> [PROMPT]: Filter the listing below down to the lines containing the word "struct".

> [GIVEN RECORDS]:
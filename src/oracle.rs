//! Request/response contracts of the two algebraic oracles.
//!
//! The synthesizer only sees the traits. [`GroebnerOracle`] backs the ideal
//! oracle with a [`CoverMinimizer`] and a Boolean Gröbner basis computation,
//! and [`MultilinearFactorizer`] backs the factorization oracle.

use log::debug;

use crate::anf::Polynomial;
use crate::cover::CoverMinimizer;
use crate::error::Error;
use crate::factor::{factor, Factor};
use crate::groebner::groebner_basis;
use crate::stats::{timed, RunStatistics};
use crate::types::{Point, Var};

/// Computes a generating set of the ideal of polynomials vanishing outside a
/// domain subset.
///
/// Bit `i` of every target point is the value of `vars[i]`. The OR of the
/// returned basis elements is one exactly on the target points.
pub trait IdealOracle {
    fn basis(&mut self, vars: &[Var], target: &[Point], stats: &mut RunStatistics) -> Result<Vec<Polynomial>, Error>;
}

/// Splits a polynomial into its irreducible factors.
pub trait FactorOracle {
    fn factor(&mut self, poly: &Polynomial, stats: &mut RunStatistics) -> Result<Vec<Factor>, Error>;
}

impl<T: IdealOracle + ?Sized> IdealOracle for &mut T {
    fn basis(&mut self, vars: &[Var], target: &[Point], stats: &mut RunStatistics) -> Result<Vec<Polynomial>, Error> {
        (**self).basis(vars, target, stats)
    }
}

impl<T: FactorOracle + ?Sized> FactorOracle for &mut T {
    fn factor(&mut self, poly: &Polynomial, stats: &mut RunStatistics) -> Result<Vec<Factor>, Error> {
        (**self).factor(poly, stats)
    }
}

/// Two-level minimization followed by a reduced Gröbner basis of the ideal
/// generated by the cube polynomials.
#[derive(Debug, Clone)]
pub struct GroebnerOracle<M> {
    minimizer: M,
}

impl<M: CoverMinimizer> GroebnerOracle<M> {
    pub fn new(minimizer: M) -> Self {
        GroebnerOracle { minimizer }
    }
}

impl<M: CoverMinimizer> IdealOracle for GroebnerOracle<M> {
    fn basis(&mut self, vars: &[Var], target: &[Point], stats: &mut RunStatistics) -> Result<Vec<Polynomial>, Error> {
        let (cubes, elapsed) = timed(|| self.minimizer.minimize(vars.len(), target));
        stats.time_minimizer += elapsed;
        let cubes = cubes?;

        let relations: Vec<Polynomial> = cubes.iter().map(|c| c.to_polynomial(vars)).collect();
        let (basis, elapsed) = timed(|| groebner_basis(relations));
        stats.time_groebner += elapsed;

        debug!(
            "GroebnerOracle: {} points, {} cubes, basis of {} elements",
            target.len(),
            cubes.len(),
            basis.len()
        );
        Ok(basis)
    }
}

/// Exact factorization of multilinear polynomials.
#[derive(Debug, Default, Clone)]
pub struct MultilinearFactorizer;

impl FactorOracle for MultilinearFactorizer {
    fn factor(&mut self, poly: &Polynomial, stats: &mut RunStatistics) -> Result<Vec<Factor>, Error> {
        let (factors, elapsed) = timed(|| factor(poly));
        stats.time_factor += elapsed;
        factors
    }
}
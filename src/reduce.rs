//! Redundancy elimination by weighted set cover.
//!
//! Every `And`/`Or` node with at least two children is pruned to a subset of
//! its children that covers the same points: for `Or` the points where a child
//! is true, for `And` the points where it is false. A child weighs its tree
//! size. `Xor` subtrees are not entered.
//!
//! Cover sets are computed by evaluating every child on all `2^n` points of
//! the domain, so the pass is exponential in the number of variables and only
//! meant for the small functions this crate targets.

use log::{debug, warn};

use crate::bitset::BitSet;
use crate::error::Error;
use crate::formula::Formula;
use crate::setcover::greedy_set_cover;
use crate::stats::{timed, RunStatistics};
use crate::types::{Point, MAX_VARS};

/// Above this many variables the exhaustive evaluation gets slow.
pub const LARGE_DOMAIN: usize = 20;

/// Prunes redundant children of every `And`/`Or` node, bottom-up.
///
/// The result evaluates like `formula` on every point of the `num_vars`
/// variable domain.
pub fn reduce(formula: Formula, num_vars: usize, stats: &mut RunStatistics) -> Result<Formula, Error> {
    if num_vars >= MAX_VARS {
        return Err(Error::TooManyVariables { n: num_vars });
    }
    if num_vars > LARGE_DOMAIN {
        warn!("Redundancy elimination evaluates 2^{} points per child", num_vars);
    }

    let domain: Vec<Point> = Point::all(num_vars).collect();
    let before = formula.size();
    let (reduced, elapsed) = timed(|| reduce_node(formula, &domain));
    stats.time_setcover += elapsed;
    debug!("reduce: size {} -> {}", before, reduced.size());
    Ok(reduced)
}

fn reduce_node(formula: Formula, domain: &[Point]) -> Formula {
    match formula {
        Formula::Leaf(_) | Formula::Xor(_) => formula,
        Formula::Not(child) => Formula::not(reduce_node(*child, domain)),
        Formula::And(cs) => {
            let cs = cs.into_iter().map(|c| reduce_node(c, domain)).collect();
            Formula::And(select(cs, domain, false))
        }
        Formula::Or(cs) => {
            let cs = cs.into_iter().map(|c| reduce_node(c, domain)).collect();
            Formula::Or(select(cs, domain, true))
        }
    }
}

/// Keeps a light subset of `children` whose `covering`-valued points have the
/// same union as those of all children.
fn select(children: Vec<Formula>, domain: &[Point], covering: bool) -> Vec<Formula> {
    if children.len() < 2 {
        return children;
    }

    let sets: Vec<BitSet> = children
        .iter()
        .map(|c| {
            let mut s = BitSet::new(domain.len());
            for (i, &p) in domain.iter().enumerate() {
                if c.evaluate(p) == covering {
                    s.insert(i);
                }
            }
            s
        })
        .collect();
    let weights: Vec<usize> = children.iter().map(Formula::size).collect();
    let selected = greedy_set_cover(&sets, &weights);

    children
        .into_iter()
        .zip(selected)
        .filter_map(|(c, keep)| keep.then_some(c))
        .collect()
}

#[cfg(test)]
mod tests {
    use super::*;

    use test_log::test;

    use crate::types::Var;

    fn x(i: u32) -> Formula {
        Formula::leaf(Var::new(i))
    }

    fn assert_equivalent(a: &Formula, b: &Formula, n: usize) {
        for p in Point::all(n) {
            assert_eq!(a.evaluate(p), b.evaluate(p), "{} vs {} at {}", a, b, p);
        }
    }

    #[test]
    fn test_absorption_or() {
        // x0 | (x0 & x1) == x0
        let f = Formula::or(vec![x(0), Formula::and(vec![x(0), x(1)])]);
        let mut stats = RunStatistics::new(2);
        let r = reduce(f.clone(), 2, &mut stats).unwrap();
        assert_eq!(r, Formula::or(vec![x(0)]));
        assert_equivalent(&f, &r, 2);
    }

    #[test]
    fn test_absorption_and() {
        // x0 & (x0 | x1) == x0
        let f = Formula::and(vec![Formula::or(vec![x(0), x(1)]), x(0)]);
        let mut stats = RunStatistics::new(2);
        let r = reduce(f, 2, &mut stats).unwrap();
        assert_eq!(r, Formula::and(vec![x(0)]));
    }

    #[test]
    fn test_xor_untouched() {
        let inner = Formula::or(vec![x(0), Formula::and(vec![x(0), x(1)])]);
        let f = Formula::xor(vec![inner, x(1)]).unwrap();
        let mut stats = RunStatistics::new(2);
        let r = reduce(f.clone(), 2, &mut stats).unwrap();
        assert_eq!(r, f);
    }

    #[test]
    fn test_descends_into_not() {
        let f = Formula::not(Formula::or(vec![x(1), Formula::and(vec![x(0), x(1)])]));
        let mut stats = RunStatistics::new(2);
        let r = reduce(f, 2, &mut stats).unwrap();
        assert_eq!(r, Formula::not(Formula::or(vec![x(1)])));
    }

    #[test]
    fn test_consensus_term_dropped() {
        // (x0 & x1) | (~x0 & x2) | (x1 & x2): the consensus term is redundant.
        let f = Formula::or(vec![
            Formula::and(vec![x(0), x(1)]),
            Formula::and(vec![Formula::not(x(0)), x(2)]),
            Formula::and(vec![x(1), x(2)]),
        ]);
        let mut stats = RunStatistics::new(3);
        let r = reduce(f.clone(), 3, &mut stats).unwrap();
        assert_eq!(r.children().len(), 2);
        assert_equivalent(&f, &r, 3);
    }

    #[test]
    fn test_preserves_semantics() {
        let f = Formula::and(vec![
            Formula::or(vec![x(0), x(1), Formula::and(vec![x(0), x(2)])]),
            Formula::or(vec![x(2), Formula::not(x(3))]),
            Formula::or(vec![x(0), x(1), x(2)]),
            Formula::xor(vec![x(1), x(3)]).unwrap(),
            Formula::one(),
        ]);
        let mut stats = RunStatistics::new(4);
        let r = reduce(f.clone(), 4, &mut stats).unwrap();
        assert_equivalent(&f, &r, 4);
        assert!(r.size() < f.size());
    }

    #[test]
    fn test_constant_children() {
        // An always-false child of an `Or` covers nothing.
        let f = Formula::or(vec![Formula::zero(), x(0)]);
        let mut stats = RunStatistics::new(1);
        let r = reduce(f, 1, &mut stats).unwrap();
        assert_eq!(r, Formula::or(vec![x(0)]));
    }

    #[test]
    fn test_too_many_variables() {
        let mut stats = RunStatistics::default();
        assert!(matches!(reduce(x(0), 64, &mut stats), Err(Error::TooManyVariables { n: 64 })));
    }
}
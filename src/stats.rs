//! Run statistics.
//!
//! A [`RunStatistics`] value is threaded by `&mut` through every component
//! that calls an oracle or does measurable work. It never influences results.

use std::fmt;
use std::time::{Duration, Instant};

#[derive(Debug, Clone, Default)]
pub struct RunStatistics {
    /// Number of variables of the input.
    pub num_vars: usize,
    pub ideal_calls: usize,
    pub factor_calls: usize,
    pub time_minimizer: Duration,
    pub time_groebner: Duration,
    pub time_factor: Duration,
    pub time_setcover: Duration,
    pub time_tree_simplification: Duration,
    pub time_total: Duration,
    /// Size of the final formula tree.
    pub formula_size: usize,
}

impl RunStatistics {
    pub fn new(num_vars: usize) -> Self {
        RunStatistics {
            num_vars,
            ..Default::default()
        }
    }
}

/// Runs `f` and returns its result together with the elapsed wall time.
pub fn timed<T>(f: impl FnOnce() -> T) -> (T, Duration) {
    let start = Instant::now();
    let result = f();
    (result, start.elapsed())
}

impl fmt::Display for RunStatistics {
    fn fmt(&self, f: &mut fmt::Formatter<'_>) -> fmt::Result {
        writeln!(f, "Timing:")?;
        writeln!(f, "TIME_IN_MINIMIZER={:.3}", self.time_minimizer.as_secs_f64())?;
        writeln!(f, "TIME_IN_GROEBNER={:.3}", self.time_groebner.as_secs_f64())?;
        writeln!(f, "TIME_IN_FACTOR={:.3}", self.time_factor.as_secs_f64())?;
        writeln!(f, "TIME_IN_SETCOVER={:.3}", self.time_setcover.as_secs_f64())?;
        writeln!(f, "TIME_TREE_SIMPLIFICATION={:.3}", self.time_tree_simplification.as_secs_f64())?;
        writeln!(f, "TIME_TOTAL={:.3}", self.time_total.as_secs_f64())?;
        writeln!(f)?;
        writeln!(f, "Stats:")?;
        writeln!(f, "TOTAL_GROEBNER_CALLS={}", self.ideal_calls)?;
        writeln!(f, "TOTAL_FACTOR_CALLS={}", self.factor_calls)?;
        writeln!(f, "n={}", self.num_vars)?;
        write!(f, "tree_size={}", self.formula_size)
    }
}
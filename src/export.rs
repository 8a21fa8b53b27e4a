//! Code export and self-check.
//!
//! A formula is exported as a closure over an indexed bit-vector `x`, masked
//! to a single bit:
//!
//! ```text
//! |x| ((x[0] & ~x[1]) | x[2]) & 1
//! ```
//!
//! [`Program`] parses exactly this language back and evaluates it with
//! two's-complement bitwise semantics, so the self-check runs against the
//! exported text rather than the tree it came from. Precedence, from
//! tightest: `~`, `&`, `^`, `|`.

use log::debug;

use crate::error::Error;
use crate::formula::Formula;
use crate::pla::TruthTable;
use crate::types::Point;

/// Renders `formula` as exported code.
pub fn code(formula: &Formula) -> Result<String, Error> {
    Ok(format!("|x| {} & 1", formula.render()?))
}

/// Evaluates `code` on every record of `table`. Fails on the first record
/// where the result differs from the table.
pub fn validate(code: &str, table: &TruthTable) -> Result<(), Error> {
    let program = Program::compile(code, table.num_vars())?;
    for &(point, expected) in table.records() {
        let actual = program.call(point);
        if actual != expected {
            return Err(Error::Mismatch {
                point,
                expected,
                actual,
            });
        }
    }
    debug!("validate: {} records agree", table.records().len());
    Ok(())
}

#[derive(Debug, Clone, PartialEq, Eq)]
enum Expr {
    Const(i64),
    Input(usize),
    Not(Box<Expr>),
    And(Box<Expr>, Box<Expr>),
    Or(Box<Expr>, Box<Expr>),
    Xor(Box<Expr>, Box<Expr>),
}

impl Expr {
    fn eval(&self, point: Point) -> i64 {
        match self {
            Expr::Const(c) => *c,
            Expr::Input(i) => point.get(*i) as i64,
            Expr::Not(e) => !e.eval(point),
            Expr::And(a, b) => a.eval(point) & b.eval(point),
            Expr::Or(a, b) => a.eval(point) | b.eval(point),
            Expr::Xor(a, b) => a.eval(point) ^ b.eval(point),
        }
    }
}

/// A compiled exported closure.
#[derive(Debug, Clone)]
pub struct Program {
    body: Expr,
}

impl Program {
    /// Parses `|x| <expr>`, rejecting inputs `x[i]` with `i >= num_vars`.
    pub fn compile(code: &str, num_vars: usize) -> Result<Self, Error> {
        let body = code
            .trim()
            .strip_prefix("|x|")
            .ok_or_else(|| code_error("expected `|x|`"))?;
        let mut parser = Parser {
            chars: body.chars().collect(),
            pos: 0,
            num_vars,
        };
        let body = parser.parse_or()?;
        parser.skip_whitespace();
        if parser.pos != parser.chars.len() {
            return Err(code_error(&format!("unexpected trailing input at offset {}", parser.pos)));
        }
        Ok(Program { body })
    }

    pub fn call(&self, point: Point) -> bool {
        self.body.eval(point) & 1 == 1
    }
}

struct Parser {
    chars: Vec<char>,
    pos: usize,
    num_vars: usize,
}

impl Parser {
    fn skip_whitespace(&mut self) {
        while self.chars.get(self.pos).is_some_and(|c| c.is_whitespace()) {
            self.pos += 1;
        }
    }

    fn peek(&mut self) -> Option<char> {
        self.skip_whitespace();
        self.chars.get(self.pos).copied()
    }

    fn expect(&mut self, c: char) -> Result<(), Error> {
        if self.peek() == Some(c) {
            self.pos += 1;
            Ok(())
        } else {
            Err(code_error(&format!("expected {:?} at offset {}", c, self.pos)))
        }
    }

    fn parse_or(&mut self) -> Result<Expr, Error> {
        let mut lhs = self.parse_xor()?;
        while self.peek() == Some('|') {
            self.pos += 1;
            let rhs = self.parse_xor()?;
            lhs = Expr::Or(Box::new(lhs), Box::new(rhs));
        }
        Ok(lhs)
    }

    fn parse_xor(&mut self) -> Result<Expr, Error> {
        let mut lhs = self.parse_and()?;
        while self.peek() == Some('^') {
            self.pos += 1;
            let rhs = self.parse_and()?;
            lhs = Expr::Xor(Box::new(lhs), Box::new(rhs));
        }
        Ok(lhs)
    }

    fn parse_and(&mut self) -> Result<Expr, Error> {
        let mut lhs = self.parse_unary()?;
        while self.peek() == Some('&') {
            self.pos += 1;
            let rhs = self.parse_unary()?;
            lhs = Expr::And(Box::new(lhs), Box::new(rhs));
        }
        Ok(lhs)
    }

    fn parse_unary(&mut self) -> Result<Expr, Error> {
        match self.peek() {
            Some('~') => {
                self.pos += 1;
                Ok(Expr::Not(Box::new(self.parse_unary()?)))
            }
            Some('(') => {
                self.pos += 1;
                let e = self.parse_or()?;
                self.expect(')')?;
                Ok(e)
            }
            Some('x') => {
                self.pos += 1;
                self.expect('[')?;
                let i = self.parse_number()? as usize;
                self.expect(']')?;
                if i >= self.num_vars {
                    return Err(code_error(&format!("index x[{}] out of range for {} inputs", i, self.num_vars)));
                }
                Ok(Expr::Input(i))
            }
            Some(c) if c.is_ascii_digit() => Ok(Expr::Const(self.parse_number()?)),
            Some(c) => Err(code_error(&format!("unexpected {:?} at offset {}", c, self.pos))),
            None => Err(code_error("unexpected end of input")),
        }
    }

    fn parse_number(&mut self) -> Result<i64, Error> {
        self.skip_whitespace();
        let start = self.pos;
        while self.chars.get(self.pos).is_some_and(|c| c.is_ascii_digit()) {
            self.pos += 1;
        }
        let digits: String = self.chars[start..self.pos].iter().collect();
        digits
            .parse()
            .map_err(|_| code_error(&format!("expected a number at offset {}", start)))
    }
}

fn code_error(message: &str) -> Error {
    Error::Parse {
        line: 1,
        message: message.to_string(),
    }
}

#[cfg(test)]
mod tests {
    use super::*;

    use test_log::test;

    use crate::types::Var;

    fn x(i: u32) -> Formula {
        Formula::leaf(Var::new(i))
    }

    #[test]
    fn test_code() {
        let f = Formula::or(vec![Formula::and(vec![x(0), Formula::not(x(1))]), x(2)]);
        assert_eq!(code(&f).unwrap(), "|x| ((x[0] & ~x[1]) | x[2]) & 1");
        assert_eq!(code(&Formula::zero()).unwrap(), "|x| 0 & 1");
        assert!(matches!(code(&Formula::Xor(vec![])), Err(Error::EmptyXor)));
    }

    #[test]
    fn test_negation_is_bitwise() {
        // ~x[0] & 1 is 1 exactly when x[0] is 0.
        let p = Program::compile("|x| ~x[0] & 1", 1).unwrap();
        assert!(p.call(Point::new(0, 1)));
        assert!(!p.call(Point::new(1, 1)));
        // Without the mask, ~~x[0] is x[0] again.
        let q = Program::compile("|x| ~~x[0]", 1).unwrap();
        assert!(q.call(Point::new(1, 1)));
    }

    #[test]
    fn test_precedence() {
        // x[0] | x[1] & x[2] parses as x[0] | (x[1] & x[2]).
        let p = Program::compile("|x| x[0] | x[1] & x[2]", 3).unwrap();
        for pt in Point::all(3) {
            assert_eq!(p.call(pt), pt.get(0) || (pt.get(1) && pt.get(2)), "at {}", pt);
        }
        // x[0] ^ x[1] | x[2] parses as (x[0] ^ x[1]) | x[2].
        let q = Program::compile("|x| x[0] ^ x[1] | x[2]", 3).unwrap();
        for pt in Point::all(3) {
            assert_eq!(q.call(pt), (pt.get(0) ^ pt.get(1)) || pt.get(2), "at {}", pt);
        }
    }

    #[test]
    fn test_code_matches_formula() {
        let f = Formula::xor(vec![
            Formula::not(Formula::and(vec![x(0), x(1)])),
            Formula::or(vec![x(2), Formula::one()]),
            x(3),
        ])
        .unwrap();
        let p = Program::compile(&code(&f).unwrap(), 4).unwrap();
        for pt in Point::all(4) {
            assert_eq!(p.call(pt), f.evaluate(pt), "at {}", pt);
        }
    }

    #[test]
    fn test_compile_errors() {
        assert!(matches!(Program::compile("x[0] & 1", 1), Err(Error::Parse { .. })));
        assert!(matches!(Program::compile("|x| x[2] & 1", 2), Err(Error::Parse { .. })));
        assert!(matches!(Program::compile("|x| (x[0] & 1", 1), Err(Error::Parse { .. })));
        assert!(matches!(Program::compile("|x| x[0] x[0]", 1), Err(Error::Parse { .. })));
        assert!(matches!(Program::compile("|x| x[0] &", 1), Err(Error::Parse { .. })));
    }

    #[test]
    fn test_validate() {
        let table = TruthTable::parse_pla(".i 2\n10 1\n11 1\n").unwrap();
        validate(&code(&x(0)).unwrap(), &table).unwrap();
        let err = validate(&code(&x(1)).unwrap(), &table);
        match err {
            Err(Error::Mismatch { point, expected, actual }) => {
                assert_eq!(point.to_string(), "10");
                assert!(expected);
                assert!(!actual);
            }
            other => panic!("expected a mismatch, got {:?}", other),
        }
    }
}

> [TASK ANSWER]:
pub struct GroebnerOracle<M> {
pub struct MultilinearFactorizer;
pub struct RunStatistics {
pub struct Program {
struct Parser {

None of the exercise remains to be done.